EXERCISE AIM:
Go through the data below line by line and report how many lines contain "format", giving only that figure.

(Saved entries)

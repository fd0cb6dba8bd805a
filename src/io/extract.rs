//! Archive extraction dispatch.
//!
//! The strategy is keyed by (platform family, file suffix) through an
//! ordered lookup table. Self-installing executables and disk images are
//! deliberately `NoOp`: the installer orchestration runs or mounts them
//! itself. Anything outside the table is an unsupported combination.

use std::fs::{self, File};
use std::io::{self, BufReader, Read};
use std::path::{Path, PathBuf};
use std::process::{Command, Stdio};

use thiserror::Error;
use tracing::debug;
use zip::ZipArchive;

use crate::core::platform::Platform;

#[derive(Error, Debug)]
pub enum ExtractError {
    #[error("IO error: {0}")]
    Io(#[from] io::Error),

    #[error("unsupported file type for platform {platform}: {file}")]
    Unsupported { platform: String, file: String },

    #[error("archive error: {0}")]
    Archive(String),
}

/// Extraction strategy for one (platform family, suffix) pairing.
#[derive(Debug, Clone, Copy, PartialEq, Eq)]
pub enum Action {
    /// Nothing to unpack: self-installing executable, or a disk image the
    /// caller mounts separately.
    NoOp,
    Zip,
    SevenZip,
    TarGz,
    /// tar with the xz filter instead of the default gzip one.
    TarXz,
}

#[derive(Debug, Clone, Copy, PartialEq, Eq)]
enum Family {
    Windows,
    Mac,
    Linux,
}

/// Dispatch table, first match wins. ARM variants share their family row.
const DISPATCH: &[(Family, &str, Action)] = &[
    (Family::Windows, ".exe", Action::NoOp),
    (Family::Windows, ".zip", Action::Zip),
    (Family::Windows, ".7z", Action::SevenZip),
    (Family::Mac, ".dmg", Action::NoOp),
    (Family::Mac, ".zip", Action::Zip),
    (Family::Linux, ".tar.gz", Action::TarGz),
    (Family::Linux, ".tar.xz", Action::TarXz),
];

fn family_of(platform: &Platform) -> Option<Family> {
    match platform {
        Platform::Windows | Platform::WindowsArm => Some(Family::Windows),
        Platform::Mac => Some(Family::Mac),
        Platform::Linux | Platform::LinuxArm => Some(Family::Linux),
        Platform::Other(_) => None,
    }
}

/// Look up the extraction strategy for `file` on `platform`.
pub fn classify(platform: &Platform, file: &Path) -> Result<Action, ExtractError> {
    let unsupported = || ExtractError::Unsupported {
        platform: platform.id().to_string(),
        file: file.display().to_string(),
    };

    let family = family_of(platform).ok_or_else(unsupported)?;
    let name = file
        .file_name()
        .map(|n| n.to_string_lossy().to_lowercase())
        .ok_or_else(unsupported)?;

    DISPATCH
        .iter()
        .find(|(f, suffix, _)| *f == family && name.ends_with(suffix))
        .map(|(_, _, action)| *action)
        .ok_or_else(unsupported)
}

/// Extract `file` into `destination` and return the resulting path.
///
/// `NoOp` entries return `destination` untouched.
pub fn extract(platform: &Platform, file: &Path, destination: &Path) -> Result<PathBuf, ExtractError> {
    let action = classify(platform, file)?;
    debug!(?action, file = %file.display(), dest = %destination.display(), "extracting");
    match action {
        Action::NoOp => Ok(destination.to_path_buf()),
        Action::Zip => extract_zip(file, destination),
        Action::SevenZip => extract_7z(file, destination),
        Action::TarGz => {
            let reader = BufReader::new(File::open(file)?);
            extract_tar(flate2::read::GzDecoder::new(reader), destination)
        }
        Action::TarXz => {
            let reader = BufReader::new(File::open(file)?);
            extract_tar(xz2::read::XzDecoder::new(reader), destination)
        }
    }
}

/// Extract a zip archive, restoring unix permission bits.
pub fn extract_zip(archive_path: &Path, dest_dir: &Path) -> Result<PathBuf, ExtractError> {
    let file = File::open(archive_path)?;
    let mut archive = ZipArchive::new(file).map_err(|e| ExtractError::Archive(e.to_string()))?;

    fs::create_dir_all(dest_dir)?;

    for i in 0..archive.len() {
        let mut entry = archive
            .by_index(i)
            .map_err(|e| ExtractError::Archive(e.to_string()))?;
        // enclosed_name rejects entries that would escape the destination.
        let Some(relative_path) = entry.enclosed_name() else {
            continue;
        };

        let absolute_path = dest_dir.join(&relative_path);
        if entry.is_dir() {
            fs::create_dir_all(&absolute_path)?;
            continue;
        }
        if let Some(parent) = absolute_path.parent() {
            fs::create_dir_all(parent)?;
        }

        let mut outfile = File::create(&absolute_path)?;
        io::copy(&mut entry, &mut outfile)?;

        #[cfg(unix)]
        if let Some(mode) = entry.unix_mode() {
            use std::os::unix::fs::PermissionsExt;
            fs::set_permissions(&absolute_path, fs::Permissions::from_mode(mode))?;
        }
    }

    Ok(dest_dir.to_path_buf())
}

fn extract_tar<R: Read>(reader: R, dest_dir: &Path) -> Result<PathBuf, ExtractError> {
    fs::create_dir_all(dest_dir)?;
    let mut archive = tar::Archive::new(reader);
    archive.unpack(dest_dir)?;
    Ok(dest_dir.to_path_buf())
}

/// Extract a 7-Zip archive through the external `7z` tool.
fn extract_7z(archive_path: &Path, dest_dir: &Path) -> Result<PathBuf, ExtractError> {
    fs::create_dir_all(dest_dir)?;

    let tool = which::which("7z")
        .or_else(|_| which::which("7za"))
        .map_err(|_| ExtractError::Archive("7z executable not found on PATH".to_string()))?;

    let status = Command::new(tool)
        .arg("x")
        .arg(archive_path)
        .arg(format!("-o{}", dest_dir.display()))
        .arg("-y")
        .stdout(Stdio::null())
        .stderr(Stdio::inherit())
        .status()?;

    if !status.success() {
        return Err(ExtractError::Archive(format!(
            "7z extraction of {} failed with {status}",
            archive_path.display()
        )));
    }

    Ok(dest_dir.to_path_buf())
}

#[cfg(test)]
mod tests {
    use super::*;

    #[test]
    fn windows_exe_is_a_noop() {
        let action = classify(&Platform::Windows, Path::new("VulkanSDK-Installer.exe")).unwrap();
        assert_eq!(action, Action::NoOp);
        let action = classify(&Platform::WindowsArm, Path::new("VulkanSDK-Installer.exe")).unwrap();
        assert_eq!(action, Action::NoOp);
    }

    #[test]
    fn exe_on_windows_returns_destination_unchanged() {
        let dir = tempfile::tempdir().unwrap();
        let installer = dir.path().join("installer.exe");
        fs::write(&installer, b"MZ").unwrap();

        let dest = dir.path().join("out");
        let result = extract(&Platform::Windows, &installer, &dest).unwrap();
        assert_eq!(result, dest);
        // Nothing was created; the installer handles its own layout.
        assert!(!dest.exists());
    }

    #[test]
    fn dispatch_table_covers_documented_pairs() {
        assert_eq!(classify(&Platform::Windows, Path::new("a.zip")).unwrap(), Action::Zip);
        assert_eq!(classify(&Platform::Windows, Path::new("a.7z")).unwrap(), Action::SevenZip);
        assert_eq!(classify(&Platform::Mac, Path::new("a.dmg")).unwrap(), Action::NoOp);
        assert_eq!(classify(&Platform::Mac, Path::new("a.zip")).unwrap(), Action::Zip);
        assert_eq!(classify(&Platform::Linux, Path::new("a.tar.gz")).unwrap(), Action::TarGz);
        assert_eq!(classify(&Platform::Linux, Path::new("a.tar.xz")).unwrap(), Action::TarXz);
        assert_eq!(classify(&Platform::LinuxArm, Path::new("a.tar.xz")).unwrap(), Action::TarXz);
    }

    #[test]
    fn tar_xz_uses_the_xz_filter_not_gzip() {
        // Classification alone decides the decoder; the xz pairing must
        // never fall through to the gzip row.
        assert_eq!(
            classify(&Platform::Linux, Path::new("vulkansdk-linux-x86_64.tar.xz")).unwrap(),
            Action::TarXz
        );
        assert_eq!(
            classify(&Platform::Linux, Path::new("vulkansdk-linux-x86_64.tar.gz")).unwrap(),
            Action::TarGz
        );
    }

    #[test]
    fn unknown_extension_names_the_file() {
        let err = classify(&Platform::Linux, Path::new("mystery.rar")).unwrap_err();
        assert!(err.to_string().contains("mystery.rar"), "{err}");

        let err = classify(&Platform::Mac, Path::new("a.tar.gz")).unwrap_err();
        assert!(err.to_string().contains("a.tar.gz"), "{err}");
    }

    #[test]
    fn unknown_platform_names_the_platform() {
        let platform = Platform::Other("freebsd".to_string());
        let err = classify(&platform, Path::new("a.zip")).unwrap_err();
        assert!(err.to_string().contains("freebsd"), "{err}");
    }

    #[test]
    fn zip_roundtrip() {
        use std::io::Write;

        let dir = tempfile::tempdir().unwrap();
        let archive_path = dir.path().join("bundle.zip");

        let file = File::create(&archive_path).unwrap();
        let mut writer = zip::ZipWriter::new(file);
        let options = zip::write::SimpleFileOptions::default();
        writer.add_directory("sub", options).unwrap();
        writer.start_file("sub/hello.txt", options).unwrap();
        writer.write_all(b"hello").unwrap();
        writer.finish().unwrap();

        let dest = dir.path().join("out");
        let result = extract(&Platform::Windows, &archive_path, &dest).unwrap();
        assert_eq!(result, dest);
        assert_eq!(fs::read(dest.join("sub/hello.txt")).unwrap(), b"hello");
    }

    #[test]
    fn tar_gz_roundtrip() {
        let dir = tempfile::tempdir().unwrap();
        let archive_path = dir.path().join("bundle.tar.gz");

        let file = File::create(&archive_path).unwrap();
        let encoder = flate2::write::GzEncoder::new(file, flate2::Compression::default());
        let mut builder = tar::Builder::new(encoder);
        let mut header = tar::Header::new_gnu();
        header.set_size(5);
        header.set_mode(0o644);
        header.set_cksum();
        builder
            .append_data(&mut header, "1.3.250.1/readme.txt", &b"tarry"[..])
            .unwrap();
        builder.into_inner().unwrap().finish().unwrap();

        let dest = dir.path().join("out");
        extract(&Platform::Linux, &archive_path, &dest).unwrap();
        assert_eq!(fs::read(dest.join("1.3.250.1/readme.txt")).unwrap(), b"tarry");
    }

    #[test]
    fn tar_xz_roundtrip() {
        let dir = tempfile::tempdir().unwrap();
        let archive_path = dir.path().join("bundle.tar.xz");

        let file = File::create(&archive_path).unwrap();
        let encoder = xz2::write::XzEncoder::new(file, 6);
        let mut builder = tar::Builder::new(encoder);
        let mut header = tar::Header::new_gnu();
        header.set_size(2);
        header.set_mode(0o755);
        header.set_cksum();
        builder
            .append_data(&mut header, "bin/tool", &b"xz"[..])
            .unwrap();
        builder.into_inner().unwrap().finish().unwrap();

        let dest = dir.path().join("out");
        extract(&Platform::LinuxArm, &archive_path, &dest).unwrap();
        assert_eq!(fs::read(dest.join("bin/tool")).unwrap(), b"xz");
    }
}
==
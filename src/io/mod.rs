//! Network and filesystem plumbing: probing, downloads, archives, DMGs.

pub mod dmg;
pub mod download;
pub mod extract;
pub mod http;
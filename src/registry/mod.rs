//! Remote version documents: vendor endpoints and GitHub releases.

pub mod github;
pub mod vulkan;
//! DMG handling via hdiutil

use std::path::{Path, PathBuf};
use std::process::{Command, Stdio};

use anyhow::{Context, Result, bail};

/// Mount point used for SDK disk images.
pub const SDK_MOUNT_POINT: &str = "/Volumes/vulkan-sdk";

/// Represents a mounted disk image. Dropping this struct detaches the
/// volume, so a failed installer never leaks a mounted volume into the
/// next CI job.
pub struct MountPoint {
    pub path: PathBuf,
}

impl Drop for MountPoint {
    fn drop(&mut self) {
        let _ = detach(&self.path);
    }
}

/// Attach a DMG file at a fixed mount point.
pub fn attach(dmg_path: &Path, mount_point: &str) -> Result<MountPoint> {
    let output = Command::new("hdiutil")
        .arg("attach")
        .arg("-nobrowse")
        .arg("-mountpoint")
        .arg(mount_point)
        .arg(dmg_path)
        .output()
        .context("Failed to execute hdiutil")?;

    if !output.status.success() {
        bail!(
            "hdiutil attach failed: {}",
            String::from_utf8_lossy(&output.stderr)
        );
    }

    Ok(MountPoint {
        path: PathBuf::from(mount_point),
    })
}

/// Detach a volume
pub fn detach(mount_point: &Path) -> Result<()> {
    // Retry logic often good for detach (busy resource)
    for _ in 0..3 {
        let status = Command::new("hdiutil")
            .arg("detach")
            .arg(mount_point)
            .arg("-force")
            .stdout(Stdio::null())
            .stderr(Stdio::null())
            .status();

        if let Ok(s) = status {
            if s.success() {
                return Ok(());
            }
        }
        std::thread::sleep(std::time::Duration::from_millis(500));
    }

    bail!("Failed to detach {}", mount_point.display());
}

OUTPUT OF THE TASK:
2